Clinical trials, pharmacovigilance and verification are just some of the fields of action where pharmaceutical companies actively work to guarantee the well-being of people in their relationship with medicines.
Source: www.consalud.es
The increased complexity in healthcare and the constant and improved evolution of personalized treatments have made it necessary for all the agents that make up the health sector to focus on patient safety, with the aim of preventing and reducing risks, errors and potential damages that people may suffer during the provision of health care.
Patient safety is essential to provide quality essential health services. In fact, there is a clear consensus that quality health services around the world must be effective, safe and people-centered. For this reason, the World Health Organization (WHO) decided last year to dedicate a day to awareness of patient safety: September 17.
The use of medicines, as well as infections related to health care, diagnostic errors or surgical complications, has been considered as one of the fields of action where there is room for improvement and surveillance plans must be strengthened to avoid unnecessary damage to the patients.
The use of medicines, as well as infections related to health care, diagnostic errors or surgical complications, has been considered one of the fields of action where there is room for improvement
In this sense, the pharmaceutical industry has been committed for years to patient safety in all areas that have to do with research, development, manufacture, marketing and proper use of medicines.
Thus, safety in the research process is fully guaranteed by an ethical and legal framework in both the European and national environment, with Directive 2001/20 / EC and RD 1090/2015, the Declaration of Helsinki on medical research in human beings, the International Guide to Good Clinical Practice or the Global Vaccine Safety Initiative (GVSI).
This regulatory framework allows the participation of healthy and sick people in any of the phases that comprise clinical trials to prove the safety and efficacy of drugs have all the guarantees and that pharmacological research is a solid and reliable process.
One of the evidence that best supports this reality is found today in the race undertaken by industry, governments and research centers to find a pharmacological solution to the SARS-CoV-2 pandemic, which is significantly reducing the times of R&D process of potential vaccines and treatments. Today it can be said that the safety of the research is not being compromised and, in no case, will the urgency to find an effective vaccine or drug against the coronavirus prevail over the safety of the people.
Nine pharmaceutical companies, leaders in vaccine research and manufacturing, stated this just a week ago through a joint manifesto in which they committed to developing vaccines in accordance with “ethical standards and sound scientific principles” that have always been characterized the research of these drugs. “The safety and efficacy of vaccines, including any potential vaccine for Covid-19, is reviewed and determined by expert regulatory agencies around the world (…). They will only be submitted for approval or authorization for emergency use when their safety and efficacy are demonstrated through a phase 3 clinical study that is designed and conducted to meet the requirements of expert regulatory authorities, ”the statement said.

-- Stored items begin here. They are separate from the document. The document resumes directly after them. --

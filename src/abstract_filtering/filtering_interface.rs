use async_trait::async_trait;
use serde::Serialize;
use serde_json::Value;

use crate::{
    file_format::{search_spec::SearchSpec, Dataset, Node, XAxis},
    worker::result_cache::ResultCache,
    worker_error::Result,
};

/// A query window after defaulting and clamping against the dataset.
#[derive(Clone, Copy, Debug, PartialEq, Serialize)]
pub struct EffectiveBounds {
    pub min_x: f64,
    pub max_x: f64,
    pub min_y: f64,
    pub max_y: f64,
    #[serde(rename = "xType")]
    pub x_axis: XAxis,
}

impl EffectiveBounds {
    pub fn contains_y(&self, y: f64) -> bool {
        y >= self.min_y && y <= self.max_y
    }

    pub fn contains_x(&self, x: f64) -> bool {
        x >= self.min_x && x <= self.max_x
    }
}

/// Everything a search needs.  The cache is handed over so implementations
/// can store (sub-)results under keys they derive themselves.
pub struct SearchRequest<'a> {
    pub dataset: &'a Dataset,
    pub spec: &'a SearchSpec,
    pub bounds: &'a EffectiveBounds,
    pub cache: &'a ResultCache,
}

#[derive(Clone, Copy, Debug, PartialEq, Eq, Serialize)]
#[serde(rename_all = "lowercase")]
pub enum SearchResultKind {
    /// Every match is listed.
    Complete,
    /// Too many matches; only those visible in the bounds are listed.
    Filtered,
}

#[derive(Clone, Debug, PartialEq, Serialize)]
pub struct SearchHit {
    pub node_id: usize,
    pub x: f64,
    pub y: f64,
    pub num_tips: u64,
}

impl SearchHit {
    pub fn of(node: &Node, axis: XAxis) -> SearchHit {
        SearchHit {
            node_id: node.node_id,
            x: node.x(axis),
            y: node.y,
            num_tips: node.num_tips,
        }
    }
}

#[derive(Clone, Debug, PartialEq, Serialize)]
pub struct SearchResult {
    #[serde(rename = "type")]
    pub kind: SearchResultKind,
    pub data: Vec<SearchHit>,
    pub total_count: usize,
    /// Copied from the request's spec so concurrent searches can be told
    /// apart by the caller.
    pub key: Value,
}

/// The node selection and matching routines the worker delegates to.
///
/// The worker only owns request plumbing (readiness, bounds policy, caching
/// handles, config derivation); deciding which nodes are visible or match is
/// up to implementations of this trait.
#[async_trait]
pub trait TreeFiltering: Send + Sync {
    /// Ids of the nodes to draw for the given window, in rank order.
    async fn get_nodes(&self, dataset: &Dataset, bounds: &EffectiveBounds) -> Result<Vec<usize>>;

    async fn single_search(&self, request: SearchRequest<'_>) -> Result<SearchResult>;

    /// Values of `attribute` for every tip under `node_id`.  Tips lacking
    /// the attribute contribute `null` so positions stay meaningful.
    async fn get_tip_atts(
        &self,
        dataset: &Dataset,
        node_id: usize,
        attribute: &str,
    ) -> Result<Vec<Value>>;
}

According to the WHO, greater patient involvement is essential for safer health care, so, “if done right, it can reduce the burden of harm on delivery by up to 15%, saving billions of dollars every year”. In Spain, Farmaindustria has promoted this same year, in the hands of patient organizations and pharmaceutical companies, a guide of recommendations to strengthen the participation of patients in the research process, in order to provide it with even more security from the knowledge and transparency all along the way.
Likewise, the pharmaceutical industry works with one of the highest quality standards in the manufacture and production of medicines of all industrial sectors, being able to detect any possible errors or contamination in batches in short periods of time and withdrawing the product before that it reaches the market on many occasions.
In terms of patient safety, it is also worth highlighting the active role that pharmaceutical companies have in pharmacovigilance, which has been reinforced in recent years with the update in 2010 of the European Directive on the matter, as well as with the RD 577/2013. To both standards is added the guide to good practices in pharmacovigilance for the pharmaceutical industry, which includes an exhaustive control of possible adverse drug reactions, the periodic review of scientific evidence or immediate communication to the health authorities of any change in the benefit-risk balance of the drug, among many other control measures.
Finally, the innovative pharmaceutical sector is also committed to patient safety once the drug is placed on the market through the anti-counterfeiting system, a European legislative initiative that in Spain is managed through the Spanish Drug Verification System (SEVeM) , in which pharmaceutical companies, distribution and pharmaceutical associations collaborate. The entry into force of the regulation reached its first year of life last February and its ultimate goal is to further increase surveillance within the drug supply chain.
Patient safety is the main thing at this time and we believe it at Distefar. The pharmaceutical industry has always had this very present and at times like the ones we are going through, this security increases.